Working data:

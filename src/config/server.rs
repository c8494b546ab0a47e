//! Listener settings for the agent endpoint.

use http::HeaderValue;
use serde::Deserialize;
use std::net::SocketAddr;
use std::time::Duration;

use super::error::ValidationError;

/// Longest request the endpoint will hold open, in seconds.
const MAX_REQUEST_TIMEOUT_SECS: u64 = 300;

#[derive(Debug, Clone, Deserialize)]
pub struct ServerConfig {
    /// IP address to bind. Hostnames are not resolved.
    #[serde(default = "default_host")]
    pub host: String,

    #[serde(default = "default_port")]
    pub port: u16,

    #[serde(default)]
    pub log_format: LogFormat,

    /// `EnvFilter` directive used when `RUST_LOG` is unset.
    #[serde(default = "default_log_filter")]
    pub log_filter: String,

    /// Whole-request budget, provider round trip included.
    #[serde(default = "default_request_timeout")]
    pub request_timeout_secs: u64,

    /// Comma-separated browser origins allowed to call the endpoint. Unset
    /// means any origin.
    pub cors_origins: Option<String>,
}

/// How log lines are written.
#[derive(Debug, Clone, Copy, Deserialize, PartialEq, Eq, Default)]
#[serde(rename_all = "lowercase")]
pub enum LogFormat {
    /// Human-readable lines for a terminal.
    #[default]
    Pretty,
    /// One JSON object per line for log shippers.
    Json,
}

impl ServerConfig {
    pub fn socket_addr(&self) -> Result<SocketAddr, ValidationError> {
        let addr = format!("{}:{}", self.host, self.port);
        addr.parse()
            .map_err(|_| ValidationError::InvalidSocketAddr(addr))
    }

    pub fn request_timeout(&self) -> Duration {
        Duration::from_secs(self.request_timeout_secs)
    }

    /// Parsed CORS origins. Empty when any origin is allowed.
    pub fn allowed_origins(&self) -> Result<Vec<HeaderValue>, ValidationError> {
        let Some(list) = &self.cors_origins else {
            return Ok(Vec::new());
        };
        list.split(',')
            .map(str::trim)
            .filter(|origin| !origin.is_empty())
            .map(|origin| {
                HeaderValue::from_str(origin)
                    .map_err(|_| ValidationError::InvalidCorsOrigin(origin.to_string()))
            })
            .collect()
    }

    pub fn validate(&self) -> Result<(), ValidationError> {
        if self.port == 0 {
            return Err(ValidationError::InvalidPort);
        }
        if !(1..=MAX_REQUEST_TIMEOUT_SECS).contains(&self.request_timeout_secs) {
            return Err(ValidationError::InvalidTimeout);
        }
        self.socket_addr()?;
        self.allowed_origins()?;
        Ok(())
    }
}

impl Default for ServerConfig {
    fn default() -> Self {
        Self {
            host: default_host(),
            port: default_port(),
            log_format: LogFormat::default(),
            log_filter: default_log_filter(),
            request_timeout_secs: default_request_timeout(),
            cors_origins: None,
        }
    }
}

fn default_host() -> String {
    "0.0.0.0".to_string()
}

fn default_port() -> u16 {
    8080
}

fn default_log_filter() -> String {
    "info,pen_sales_agent=debug,tower_http=debug".to_string()
}

// Room for one full provider attempt plus the agent's own work.
fn default_request_timeout() -> u64 {
    90
}

#[cfg(test)]
mod tests {
    use super::*;

    #[test]
    fn binds_all_interfaces_on_8080_by_default() {
        let config = ServerConfig::default();
        assert_eq!(config.socket_addr().unwrap(), "0.0.0.0:8080".parse().unwrap());
        assert_eq!(config.log_format, LogFormat::Pretty);
        assert_eq!(config.request_timeout(), Duration::from_secs(90));
        assert!(config.validate().is_ok());
    }

    #[test]
    fn hostnames_are_rejected_at_validation() {
        let config = ServerConfig {
            host: "localhost".to_string(),
            ..Default::default()
        };
        assert!(matches!(
            config.validate(),
            Err(ValidationError::InvalidSocketAddr(addr)) if addr == "localhost:8080"
        ));
    }

    #[test]
    fn unset_origins_allow_any() {
        assert!(ServerConfig::default().allowed_origins().unwrap().is_empty());
    }

    #[test]
    fn origins_are_trimmed_and_blank_entries_dropped() {
        let config = ServerConfig {
            cors_origins: Some("https://shop.example.com, http://localhost:5173,".to_string()),
            ..Default::default()
        };
        assert_eq!(
            config.allowed_origins().unwrap(),
            vec![
                HeaderValue::from_static("https://shop.example.com"),
                HeaderValue::from_static("http://localhost:5173"),
            ]
        );
    }

    #[test]
    fn origin_with_control_characters_fails_validation() {
        let config = ServerConfig {
            cors_origins: Some("https://shop.example.com,bad\norigin".to_string()),
            ..Default::default()
        };
        assert!(matches!(
            config.validate(),
            Err(ValidationError::InvalidCorsOrigin(origin)) if origin == "bad\norigin"
        ));
    }

    #[test]
    fn request_timeout_must_be_within_five_minutes() {
        for secs in [0, MAX_REQUEST_TIMEOUT_SECS + 1] {
            let config = ServerConfig {
                request_timeout_secs: secs,
                ..Default::default()
            };
            assert!(matches!(config.validate(), Err(ValidationError::InvalidTimeout)));
        }
    }

    #[test]
    fn log_format_parses_lowercase() {
        let format: LogFormat = serde_json::from_str("\"json\"").unwrap();
        assert_eq!(format, LogFormat::Json);
    }
}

What the task requires:
Lines of the material may hold the string "ServerConfig". Copy each one that does.

Task answer:
pub struct ServerConfig {
impl ServerConfig {
impl Default for ServerConfig {
        let config = ServerConfig::default();
        let config = ServerConfig {
        assert!(ServerConfig::default().allowed_origins().unwrap().is_empty());
        let config = ServerConfig {
        let config = ServerConfig {
            let config = ServerConfig {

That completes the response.